Poor article, sorry.
Unfortunately, today's developers often aren't up to the challenge and frequently end up being as much of a roadblock as operations administrators.
I can only assume Potty works in the public sector, because pretty well every developer I know has been busily developing cloud solutions at home as research projects, due to the roadblock of management refusing to budge from the current way of doing things. The reason management are refusing to budge is simple: The ops admin team keep filling their head with scare stories about what will happen if we use “the cloud”, mostly due to a fear of loss of control and loss of employment. In reality, there’s zero reasons we couldn’t be using it for green field development work, given we never use production or sensitive data in a development environment.
Features must be added at a frightening pace and there is never enough time to do things right.
On the contrary, doing things right is what makes the time. A properly designed, written, and tested app should require very little hand holding or maintenance. The hard part is moving from doing things the wrong ways to doing them the right way – that takes time and effort that traditionally comes out of the developers social lives. It shouldn’t, but it does.
Security is viewed by both developers and operations as being constantly "in the way".
Security is something a professional developer designs and builds into their code from the ground up, or it never gets done. It’s pretty binary, because poor security is no security. What gets in the way are peoples pet projects masquerading as security, when in reality they add nothing of value to the security situation but do detract heavily from the productivity stream.
The server security isn't something a dev can or should be responsible for, save for being one side of the productivity:security see-saw. I don't know how to configure a windows server to be optimally secure, but I do know that there are features of Sql Server that I can leverage to significantly enhance productivity, even though that may push the DBA team out of their comfort zone - "What do you mean the assembly needs to be installed in the Sql Server - we don't know C#". I'm sure we can all think of other examples, both where the functionality is being abused, but also where locking things down has gone too far.
In a cloudy world you can't just jab a finger at operations and fob an angry suit off on the room of weird socially inept people down the hall.
What a strange view of world this is. On one hand it implies an alarming lack of professionalism from the developers the author has worked with, and on the other seems to denigrate all admins everywhere. Not all my devs or admins are socially inept. Far from it in some cases. Its an old, offensive, and frankly very dated stereotype that has no place in the modern industry.
The role of developers too is changing. Companies of all sizes depend on them now more than ever, and as cloud adoption - public, private and hybrid - increases, developers will take more direct control of the infrastructure their applications consume. In order to adapt, developers are having to learn to think differently. They have to become DevOps.
Not really, no. To summon the kind of infrastructure I need as a developer is pretty trivial. It requires none of the detailed knowledge of a competent sysadmin, none of their experience, as there’s not vast amounts of things I need to manage when looking at cloud for development. In reality, my organisation will never host our systems & data on other peoples computers, which is really all the cloud is. We will always require sysadmins who can deliver our requirements professionally – I don’t have to care about the patch state or backups on the server because everything of value is in my code repository, which is maintained by our in house admins.

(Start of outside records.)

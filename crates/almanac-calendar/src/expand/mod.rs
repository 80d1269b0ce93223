//! Recurrence evaluation and occurrence materialization.

pub mod index;
pub mod materialize;
pub mod predicate;
pub mod window;


pub use index::DeviationIndex;
pub use materialize::{
    ExpansionOptions, expand_event, expand_recurring_events, expand_recurring_events_with_options,
    occurrence_on,
};
pub use predicate::{should_occur_on, would_occur_on, would_occur_on_str};
pub use window::DateWindow;
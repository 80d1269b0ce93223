use almanac_core::error::CoreResult;
use almanac_core::util::date::{parse_calendar_date, parse_datetime};
use serde::Deserialize;

use super::flag::{flag, non_blank};
use crate::error::{CalendarError, CalendarResult};
use crate::model::{AnchoredDeviation, Deviation, Overrides, UnanchoredDeviation};

/// Deviation row as stored, camelCase JSON.
///
/// Exactly one of `original_date` and `new_date` must be set.
#[derive(Debug, Clone, Deserialize)]
#[serde(rename_all = "camelCase")]
pub struct DeviationRecord {
    pub event_id: String,
    #[serde(default)]
    pub original_date: Option<String>,
    #[serde(default)]
    pub new_date: Option<String>,
    #[serde(default, deserialize_with = "flag")]
    pub cancelled: bool,
    #[serde(default)]
    pub override_title: Option<String>,
    #[serde(default)]
    pub override_start_time: Option<String>,
    #[serde(default)]
    pub override_end_time: Option<String>,
    #[serde(default)]
    pub override_location: Option<String>,
    #[serde(default)]
    pub override_description: Option<String>,
    #[serde(default)]
    pub override_timezone: Option<String>,
}

impl DeviationRecord {
    /// ## Summary
    /// Validates the record and returns it with the id of its event.
    ///
    /// ## Errors
    /// Returns `CalendarError::ValidationError` if the record carries both or
    /// neither of `originalDate`/`newDate`, or if a date field does not parse.
    pub fn into_deviation(self) -> CalendarResult<(String, Deviation)> {
        let event_id = self.event_id.clone();
        let invalid = |field: &str, err: &dyn std::fmt::Display| {
            CalendarError::validation(format!("deviation of event {event_id}: {field}: {err}"))
        };

        let original_date = non_blank(self.original_date.clone())
            .map(|value| parse_calendar_date(&value))
            .transpose()
            .map_err(|err| invalid("originalDate", &err))?;
        let new_date = non_blank(self.new_date.clone())
            .map(|value| parse_calendar_date(&value))
            .transpose()
            .map_err(|err| invalid("newDate", &err))?;
        let overrides = self.overrides().map_err(|err| invalid("override", &err))?;

        let deviation = match (original_date, new_date) {
            (Some(original_date), None) => Deviation::Anchored(AnchoredDeviation {
                original_date,
                cancelled: self.cancelled,
                overrides,
            }),
            (None, Some(new_date)) => {
                if self.cancelled {
                    tracing::debug!(
                        event_id = %event_id,
                        new_date = %new_date,
                        "Ignoring cancelled flag on a moved instance"
                    );
                }
                Deviation::Unanchored(UnanchoredDeviation { new_date, overrides })
            }
            (Some(_), Some(_)) => {
                return Err(invalid("dates", &"both originalDate and newDate are set"));
            }
            (None, None) => {
                return Err(invalid("dates", &"neither originalDate nor newDate is set"));
            }
        };

        Ok((self.event_id, deviation))
    }

    fn overrides(&self) -> CoreResult<Overrides> {
        let datetime = |value: Option<&str>| {
            value
                .filter(|text| !text.trim().is_empty())
                .map(parse_datetime)
                .transpose()
        };
        Ok(Overrides {
            title: self.override_title.clone(),
            start_time: datetime(self.override_start_time.as_deref())?,
            end_time: datetime(self.override_end_time.as_deref())?,
            location: self.override_location.clone(),
            description: self.override_description.clone(),
            timezone: non_blank(self.override_timezone.clone()),
        })
    }
}
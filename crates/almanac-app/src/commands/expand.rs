use almanac_calendar::cache::OccurrenceCache;
use almanac_calendar::expand::{DateWindow, ExpansionOptions};
use almanac_calendar::model::{Occurrence, sort_chronologically};
use almanac_calendar::record::Ingested;
use almanac_core::config::Settings;
use anyhow::Result;

use crate::cli::ExpandArgs;

/// ## Summary
/// Expands ingested records over the window named in `args`.
///
/// The window is bounded by `expansion.max_window_days`. The clamp flag is
/// on when either the argument or the configuration enables it.
///
/// ## Errors
/// Returns an error if the window is inverted or too long, or if `--strict`
/// is set and a record was rejected.
pub fn expand_ingested(
    ingested: Ingested,
    args: &ExpandArgs,
    settings: &Settings,
) -> Result<Vec<Occurrence>> {
    let window = DateWindow::bounded(args.start, args.end, settings.expansion.max_window_days)?;

    let (events, deviations) = if args.strict {
        ingested.into_strict()?
    } else {
        (ingested.events, ingested.deviations)
    };

    let mut options = ExpansionOptions::from(&settings.expansion);
    options.clamp_single_occurrences |= args.clamp_single;

    let mut cache = OccurrenceCache::new(options);
    let mut occurrences = cache.expand_all(&events, window, &deviations);
    if args.sort {
        sort_chronologically(&mut occurrences);
    }

    tracing::info!(
        events = events.len(),
        occurrences = occurrences.len(),
        start = %window.start(),
        end = %window.end(),
        "Expanded snapshot"
    );
    Ok(occurrences)
}

/// ## Errors
/// Returns an error if the snapshot cannot be loaded or expanded.
pub fn run(args: &ExpandArgs, settings: &Settings) -> Result<()> {
    let ingested = super::load_snapshot(&args.input)?;
    let occurrences = expand_ingested(ingested, args, settings)?;
    println!("{}", serde_json::to_string_pretty(&occurrences)?);
    Ok(())
}
use anyhow::Result;
use config::Config;
use serde::Deserialize;

use crate::constants::{CONFIG_FILE_NAME, DEFAULT_MAX_WINDOW_DAYS, ENV_PREFIX};
use crate::error::CoreError;

#[derive(Debug, Clone, Deserialize)]
pub struct Settings {
    pub logging: LoggingConfig,
    pub expansion: ExpansionConfig,
}

#[derive(Debug, Clone, Deserialize)]
pub struct LoggingConfig {
    pub level: String,
}

#[derive(Debug, Clone, Deserialize)]
pub struct ExpansionConfig {
    /// Longest `[start, end]` window, in days, a caller may request.
    pub max_window_days: u32,
    /// Clamp the single occurrence of a non-recurring event to the window.
    pub clamp_single_occurrences: bool,
}

impl Settings {
    /// ## Summary
    /// Loads configuration from environment variables and `almanac.toml`.
    /// Environment variables take precedence over file values.
    ///
    /// ## Errors
    /// Returns an error if building the configuration or deserializing it fails.
    pub fn load() -> Result<Self> {
        Self::load_from(CONFIG_FILE_NAME)
    }

    /// ## Summary
    /// Loads configuration using `path` as the (optional) TOML file.
    ///
    /// Nested keys are read from the environment as
    /// `ALMANAC_EXPANSION__MAX_WINDOW_DAYS`.
    ///
    /// ## Errors
    /// Returns an error if building the configuration or deserializing it
    /// fails, or if `expansion.max_window_days` is zero.
    pub fn load_from(path: &str) -> Result<Self> {
        let settings = Config::builder()
            .set_default("logging.level", "info")?
            .set_default("expansion.max_window_days", DEFAULT_MAX_WINDOW_DAYS)?
            .set_default("expansion.clamp_single_occurrences", false)?
            // TOML file
            .add_source(config::File::with_name(path).required(false))
            // Env overrides file
            .add_source(
                config::Environment::with_prefix(ENV_PREFIX)
                    .prefix_separator("_")
                    .separator("__")
                    .ignore_empty(true)
                    .try_parsing(true),
            )
            .build()?
            .try_deserialize::<Settings>()?;

        if settings.expansion.max_window_days == 0 {
            return Err(CoreError::ConfigError(
                "expansion.max_window_days must be at least 1".to_string(),
            )
            .into());
        }
        Ok(settings)
    }
}

/// ## Summary
/// Loads configuration from environment variables and `.env` file.
///
/// ## Errors
/// Returns an error if loading or deserializing the configuration fails.
pub fn load_config() -> Result<Settings> {
    dotenvy::dotenv().ok();

    let settings = Settings::load()?;
    tracing::debug!(
        max_window_days = settings.expansion.max_window_days,
        clamp_single_occurrences = settings.expansion.clamp_single_occurrences,
        "Expansion settings resolved"
    );
    Ok(settings)
}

How well Potty understands systems administration may be debateable, but he clearly doesn’t understand coding and software development very well at all. I think the vision of the future presented in this article will turn out to be wildly inaccurate, and that in 20 years time you’ll find we still need proper sysadmins, it’s just that the cloud will have made them a lot more pragmatic and responsive rather than the Dr No type who proliferate too often. Nobody should give a crap about the dev servers – they should be replaceable in an instant if the developers are doing things right, but the prod servers and datastores… they will always need careful and talented custodians. And that very much will not be us developers.